'Sack of salt dipped in water': Pinarayi, Kodiyeri slam Congress protests against SilverLine

In a tweet, the Chief Minister drew parallels to the Congress's protests with the killing of five CPM members by Congress workers in Kasaragod's Cheemeni in 1987
A protest held against Silverline in front of the Secretariat in Thiruvananthapuram (File photo | EPS)
A protest held against Silverline in front of the Secretariat in Thiruvananthapuram (File photo | EPS)

KASARAGOD: Chief Minister Pinarayi Vijayan on Wednesday accused the Congress of trying to perpetrate violence and unrest in Kerala under the garb of protests against the K-Rail's SilverLine project.

On the same day, CPM state secretary Kodiyeri Balakrishnan dismissed the Congress's protests by calling the party a "sack of salt dipped in water".

In a tweet, the chief minister drew parallels between the Congress’s protests against SilverLine and the killing of five CPM members by Congress workers in Kasaragod’s Cheemeni in 1987.

On March 23, 1987, after the polling for the Assembly election, CPM activists K V Kunhikannan, P Kunjappan, Alavalappil Ambu, C Koran, and M Koran were tallying the turnout in the party office, where Congress workers shut the doors and windows and set the building on fire. When Kunjappan jumped out of the window, he was hacked to death by the miscreants waiting outside. Others died inside the office.

"Today is the 35th anniversary of the Cheemeni Massacre in which five CPI(M) comrades were torched and hacked to death by @INCIndia miscreants. Upholding their memory, let's pledge to resist Congress' current attempts to perpetrate violence & unrest in Kerala," Vijayan tweeted on Wednesday.

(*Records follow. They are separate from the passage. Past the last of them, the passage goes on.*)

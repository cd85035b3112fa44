// Demo application for request-metrics
// Runs a small axum service instrumented with the default request metrics
// and a few route-level metrics, optionally exposing them on a separate
// metrics port.
//
// Numan Thabit 2025 Nov

use anyhow::{anyhow, Context, Result};
use axum::extract::Path;
use axum::http::StatusCode;
use axum::response::{IntoResponse, Response};
use axum::routing::get;
use axum::Router;
use request_metrics::{
    current_request, ExporterSettings, LabelValue, Labels, MetricsExporter, RuntimeEnv,
};
use std::time::Duration;
use tower::ServiceBuilder;
use tower_http::catch_panic::CatchPanicLayer;
use tower_http::cors::CorsLayer;
use tower_http::trace::TraceLayer;
use tracing::{info, warn};
use tracing_subscriber::EnvFilter;

#[tokio::main]
async fn main() -> Result<()> {
    init_tracing().context("initialize tracing subscriber")?;

    if let Err(err) = run().await {
        tracing::error!(error = ?err, "fatal demo error");
        std::process::exit(1);
    }
    Ok(())
}

async fn run() -> Result<()> {
    let env = RuntimeEnv::load().context("load runtime environment")?;
    let settings = ExporterSettings::load().context("load METRICS_* settings")?;
    let metrics_port = settings.port;
    let metrics_host = settings.host.clone().unwrap_or_else(|| "0.0.0.0".to_string());
    let listen = settings
        .listen
        .clone()
        .unwrap_or_else(|| "0.0.0.0:5000".to_string());

    let options = settings.into_options(env).context("build exporter options")?;
    let metrics = MetricsExporter::new(options).context("create metrics exporter")?;

    metrics
        .info(
            "app_info",
            "Application info",
            None,
            None,
            &[("version", env!("CARGO_PKG_VERSION"))],
        )
        .context("register app info")?;

    let status = || Labels::new().with("status", LabelValue::status());
    let by_path = metrics
        .histogram(
            "by_path_counter",
            "Request latency by request path",
            Labels::new()
                .provider("path", || {
                    current_request()
                        .map(|req| req.path().to_string())
                        .unwrap_or_default()
                })
                .with("status", LabelValue::status()),
            None,
        )
        .context("declare by_path_counter")?;
    let by_status = metrics
        .counter("by_status_counter", "Request count by status", status())
        .context("declare by_status_counter")?;
    let in_progress = metrics
        .gauge("in_progress", "Long running requests in progress", Labels::new())
        .context("declare in_progress")?;
    let errors = metrics
        .summary("errors_by_status", "Failed request latency by status", status())
        .context("declare errors_by_status")?;

    let app = Router::new()
        .route("/", get(index).layer(by_path))
        .route("/skip", get(skip).layer(metrics.do_not_track()))
        .route("/long-running", get(long_running).layer(in_progress))
        .route("/status/:status", get(echo_status).layer(by_status))
        .route(
            "/error",
            get(unavailable).layer(
                ServiceBuilder::new()
                    .layer(metrics.endpoint("error"))
                    .layer(errors),
            ),
        );

    let app = metrics
        .attach(app)
        .context("attach metrics to router")?
        .layer(CatchPanicLayer::new())
        .layer(TraceLayer::new_for_http())
        .layer(CorsLayer::permissive());

    if let Some(port) = metrics_port {
        match metrics
            .start_http_server(port, &metrics_host, "/metrics")
            .await
            .context("start standalone metrics server")?
        {
            Some(server) => info!(address = %server.addr, "standalone metrics server started"),
            None => info!("standalone metrics server skipped under reloader"),
        }
    }

    let listener = tokio::net::TcpListener::bind(&listen)
        .await
        .with_context(|| format!("bind application address {listen}"))?;
    info!(address = %listen, "demo application online");

    axum::serve(listener, app)
        .with_graceful_shutdown(shutdown_signal())
        .await
        .context("serve demo application")?;
    info!("shutdown complete");
    Ok(())
}

async fn index() -> &'static str {
    "Hello world"
}

async fn skip() -> &'static str {
    "not tracked by the default metrics"
}

async fn long_running() -> &'static str {
    tokio::time::sleep(Duration::from_millis(750)).await;
    "finished"
}

async fn echo_status(Path(status): Path<u16>) -> Response {
    match StatusCode::from_u16(status) {
        Ok(status) => (status, format!("Status: {status}")).into_response(),
        Err(_) => (StatusCode::BAD_REQUEST, "invalid status").into_response(),
    }
}

async fn unavailable() -> (StatusCode, &'static str) {
    (StatusCode::SERVICE_UNAVAILABLE, "service unavailable")
}

async fn shutdown_signal() {
    if let Err(err) = tokio::signal::ctrl_c().await {
        warn!(error = %err, "ctrl_c listener error");
    }
    info!("Shutdown signal received, exiting");
}

fn init_tracing() -> Result<()> {
    let env_filter =
        std::env::var("RUST_LOG").unwrap_or_else(|_| "info,hyper=warn".to_string());
    tracing_subscriber::fmt()
        .with_env_filter(EnvFilter::new(env_filter))
        .with_target(false)
        .try_init()
        .map_err(|err| anyhow!("tracing subscriber init: {err}"))
}
// Invocation tracker
// Wraps handler calls so timing, label resolution and the metric update
// happen around every invocation, including failed and panicking ones.
// Failures are recorded first and then handed back unchanged to the
// surrounding framework.
//
// Numan Thabit 2025 Nov

use crate::errors::Result;
use crate::labels::{LabelResolver, Labels, Outcome};
use crate::metrics::{self, Action, BoundMetric, MetricHandle, MetricKind};
use crate::request::{self, RequestInfo};
use axum::http::{Request, StatusCode};
use axum::response::{IntoResponse, Response};
use futures::future::BoxFuture;
use futures::FutureExt;
use prometheus::Registry;
use std::any::Any;
use std::future::Future;
use std::panic::{self, AssertUnwindSafe};
use std::sync::Arc;
use std::task::{Context, Poll};
use std::time::{Duration, Instant};
use tower::{Layer, Service};
use tracing::{debug, error};

/// How a single wrapped call ended.
pub(crate) enum Attempt<T, E> {
    Done(T),
    Failed(E),
    Panicked(Box<dyn Any + Send + 'static>),
}

/// Run `fut`, capturing both `Err` results and panics.
pub(crate) async fn attempt<F, T, E>(fut: F) -> Attempt<T, E>
where
    F: Future<Output = std::result::Result<T, E>>,
{
    match AssertUnwindSafe(fut).catch_unwind().await {
        Ok(Ok(value)) => Attempt::Done(value),
        Ok(Err(err)) => Attempt::Failed(err),
        Err(payload) => Attempt::Panicked(payload),
    }
}

/// Response used for measurement when a handler produced none.
pub(crate) fn internal_error_response(detail: &str) -> Response {
    (StatusCode::INTERNAL_SERVER_ERROR, format!("Exception: {detail}")).into_response()
}

pub(crate) fn panic_message(payload: &(dyn Any + Send)) -> &str {
    if let Some(msg) = payload.downcast_ref::<&'static str>() {
        msg
    } else if let Some(msg) = payload.downcast_ref::<String>() {
        msg.as_str()
    } else {
        "handler panicked"
    }
}

/// Strategy for turning a handler error into a normal response before it is
/// treated as a failure (the "soft" error path).
pub trait Recover<E> {
    fn recover(&self, err: E) -> std::result::Result<Response, E>;
}

/// Hand every error back to the framework untouched.
#[derive(Debug, Clone, Copy, Default)]
pub struct Propagate;

impl<E> Recover<E> for Propagate {
    fn recover(&self, err: E) -> std::result::Result<Response, E> {
        Err(err)
    }
}

/// Recovery through a closure; returning `Err` declines the error.
#[derive(Clone)]
pub struct RecoverFn<F>(F);

impl<E, F> Recover<E> for RecoverFn<F>
where
    F: Fn(E) -> std::result::Result<Response, E>,
{
    fn recover(&self, err: E) -> std::result::Result<Response, E> {
        (self.0)(err)
    }
}

/// A declared metric plus the way each call updates it. Cheap to clone.
#[derive(Clone)]
pub struct Tracker {
    inner: Arc<TrackerInner>,
}

struct TrackerInner {
    name: String,
    metric: MetricHandle,
    labels: LabelResolver,
    action: Action,
    before: Option<Action>,
}

impl Tracker {
    /// Register the metric and freeze its label schema. Runs once per
    /// declaration, never per call.
    pub fn new(
        registry: &Registry,
        kind: MetricKind,
        name: &str,
        description: &str,
        labels: &Labels,
    ) -> Result<Self> {
        let resolver = labels.resolve()?;
        let (action, before) = match kind {
            MetricKind::Counter => (Action::Inc, None),
            MetricKind::Gauge => (Action::Dec, Some(Action::Inc)),
            MetricKind::Histogram { .. } | MetricKind::Summary => (Action::Observe, None),
        };
        let metric = metrics::register(registry, kind, name, description, resolver.names())?;
        debug!(metric = %name, kind = metric.kind(), labels = ?resolver.names(), "tracked metric registered");

        Ok(Self {
            inner: Arc::new(TrackerInner {
                name: name.to_string(),
                metric,
                labels: resolver,
                action,
                before,
            }),
        })
    }

    pub fn name(&self) -> &str {
        &self.inner.name
    }

    pub fn metric(&self) -> &MetricHandle {
        &self.inner.metric
    }

    /// Wrap this tracker into a route-level tower layer.
    pub fn layer(&self) -> TrackLayer {
        TrackLayer::new(self.clone())
    }

    fn bind(&self, outcome: &Outcome<'_>) -> Option<BoundMetric> {
        let values = self.inner.labels.values(outcome);
        match self.inner.metric.bind(&values) {
            Ok(bound) => Some(bound),
            Err(err) => {
                error!(metric = %self.inner.name, error = %err, "failed to bind metric labels");
                None
            }
        }
    }

    /// Step 1: in-flight style metrics are bound and updated before the call.
    fn start(&self) -> Option<BoundMetric> {
        let before = self.inner.before?;
        let bound = self.bind(&Outcome::Pending)?;
        bound.apply(before, Duration::ZERO);
        Some(bound)
    }

    fn finish(&self, started: Option<BoundMetric>, elapsed: Duration, outcome: &Outcome<'_>) {
        let bound = match started {
            Some(bound) => Some(bound),
            None if self.inner.before.is_some() => None,
            None => self.bind(outcome),
        };
        if let Some(bound) = bound {
            bound.apply(self.inner.action, elapsed);
        }
    }

    /// Track a handler-level call. The return value is coerced into a full
    /// `Response` so status and header extractors behave; errors are offered
    /// to `recover` first. Unrecovered errors and panics are recorded against
    /// a synthesized 500 and then re-signalled.
    pub async fn handle<F, T, E, R>(&self, fut: F, recover: &R) -> std::result::Result<Response, E>
    where
        F: Future<Output = std::result::Result<T, E>>,
        T: IntoResponse,
        R: Recover<E> + ?Sized,
    {
        let started = self.start();
        let start = Instant::now();

        let result = attempt(fut).await;
        let elapsed = Instant::now().saturating_duration_since(start);

        let (response, failure): (Response, Option<Attempt<(), E>>) = match result {
            Attempt::Done(value) => (value.into_response(), None),
            Attempt::Failed(err) => match recover.recover(err) {
                Ok(response) => (response, None),
                Err(err) => (internal_error_response("handler error"), Some(Attempt::Failed(err))),
            },
            Attempt::Panicked(payload) => {
                let response = internal_error_response(panic_message(payload.as_ref()));
                (response, Some(Attempt::Panicked(payload)))
            }
        };

        self.finish(started, elapsed, &Outcome::Response(&response));

        match failure {
            Some(Attempt::Failed(err)) => Err(err),
            Some(Attempt::Panicked(payload)) => panic::resume_unwind(payload),
            _ => Ok(response),
        }
    }

    /// Track a nested call. Label extractors see the raw return value; a
    /// failure is measured as a synthesized 500 and then re-signalled.
    pub async fn call<F, T, E>(&self, fut: F) -> std::result::Result<T, E>
    where
        F: Future<Output = std::result::Result<T, E>>,
        T: Any + Send + Sync,
    {
        let started = self.start();
        let start = Instant::now();
        let result = attempt(fut).await;
        let elapsed = Instant::now().saturating_duration_since(start);

        match result {
            Attempt::Done(value) => {
                self.finish(started, elapsed, &Outcome::Value(&value));
                Ok(value)
            }
            Attempt::Failed(err) => {
                let response = internal_error_response("call failed");
                self.finish(started, elapsed, &Outcome::Response(&response));
                Err(err)
            }
            Attempt::Panicked(payload) => {
                let response = internal_error_response(panic_message(payload.as_ref()));
                self.finish(started, elapsed, &Outcome::Response(&response));
                panic::resume_unwind(payload)
            }
        }
    }
}

/// Route-level tracking layer, the Rust counterpart of a metric decorator.
/// Apply it to the handler's `MethodRouter` (or any service) so it sits
/// closest to the route registration.
///
/// Several layers on one route go through a single `ServiceBuilder`, outermost
/// first; chained `MethodRouter::layer` calls leave the intermediate error
/// type ambiguous.
///
/// ```ignore
/// get(handler).layer(
///     ServiceBuilder::new()
///         .layer(metrics.endpoint("orders"))
///         .layer(metrics.counter("orders_total", "orders", Labels::new())?),
/// )
/// ```
#[derive(Clone)]
pub struct TrackLayer<R = Propagate> {
    tracker: Tracker,
    recover: R,
}

impl TrackLayer {
    pub fn new(tracker: Tracker) -> Self {
        Self {
            tracker,
            recover: Propagate,
        }
    }
}

impl<R> TrackLayer<R> {
    /// Give handler errors a chance to become a response before they count
    /// as failures.
    pub fn recover_with<E, F>(self, f: F) -> TrackLayer<RecoverFn<F>>
    where
        F: Fn(E) -> std::result::Result<Response, E>,
    {
        TrackLayer {
            tracker: self.tracker,
            recover: RecoverFn(f),
        }
    }
}

impl<S, R: Clone> Layer<S> for TrackLayer<R> {
    type Service = TrackService<S, R>;

    fn layer(&self, inner: S) -> Self::Service {
        TrackService {
            inner,
            tracker: self.tracker.clone(),
            recover: self.recover.clone(),
        }
    }
}

#[derive(Clone)]
pub struct TrackService<S, R = Propagate> {
    inner: S,
    tracker: Tracker,
    recover: R,
}

impl<S, R, B> Service<Request<B>> for TrackService<S, R>
where
    S: Service<Request<B>> + Clone + Send + 'static,
    S::Response: IntoResponse,
    S::Error: Send + 'static,
    S::Future: Send + 'static,
    R: Recover<S::Error> + Clone + Send + Sync + 'static,
    B: Send + 'static,
{
    type Response = Response;
    type Error = S::Error;
    type Future = BoxFuture<'static, std::result::Result<Response, S::Error>>;

    fn poll_ready(&mut self, cx: &mut Context<'_>) -> Poll<std::result::Result<(), Self::Error>> {
        self.inner.poll_ready(cx)
    }

    fn call(&mut self, req: Request<B>) -> Self::Future {
        let info = RequestInfo::from_request(&req);
        let clone = self.inner.clone();
        let mut inner = std::mem::replace(&mut self.inner, clone);
        let tracker = self.tracker.clone();
        let recover = self.recover.clone();

        Box::pin(request::scope(info, async move {
            tracker.handle(inner.call(req), &recover).await
        }))
    }
}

However, his party secretary Balakrishnan was dismissive of the Congress, which has lined up an 'army of vigilantes' to resist the SilverLine Project, a semi-high speed railway that aims to connect Kasaragod and Thiruvananthapuram in four hours.

"Let all the armies come. Today, the Left Democratic Front has the strength to face all these armies," Balakrishnan told reporters in Kasaragod. "Where is the Congress? It has become like a sack of salt dipped in water," he said.

The Congress is protesting for the sake of protesting, he said. In 2012, the Congress-led UDF government proposed a bullet train between Thiruvananthapuram and Kasaragod. It had plans to extend the standard-gauge line up to Mangaluru.

T Balakrishnan, the chairman and managing director of Kerala High-Speed Rail Corporation Ltd (KHSRCL), which was spearheading the project, had a session for the MLAs. "I was then the deputy opposition leader and attended the meeting. He said the train can reach Kasaragod in 1 hour and 52 minutes. We did not oppose the project. We wanted it to be implemented, he said.

The UDF government even erected boundary stones to demarcate the land for the projects. "Those stones would still be there. We have not uprooted them," Kodiyeri Balakrishnan said.

He said K-Rail (Kerala Rail Development Corporation) was now laying the boundary markers to conduct the social impact study. "The high court had also said there was nothing wrong in laying the boundary stones," he said.

But the land would be acquired only after the land losers would be adequately compensated, he said.

The government has announced a higher compensation for those giving up the land, four times more than the market price in gram panchayats and two times more in towns. "No one's land will be acquired by force or by going to war with the people," he said.

He said the Union government had given its in-principle approval for the project, following which the Detailed Project Report was prepared. "The final approval of the Union government will be needed after completion of other processes, including the acquisition of the land," he said.

The CPM state secretary said similar projects were being implemented in eight other states, ruled by both the BJP and the Congress. "But they are stonewalling the project only in Kerala. Not just SilverLine. They are opposing the Sabari rail line, too," he said.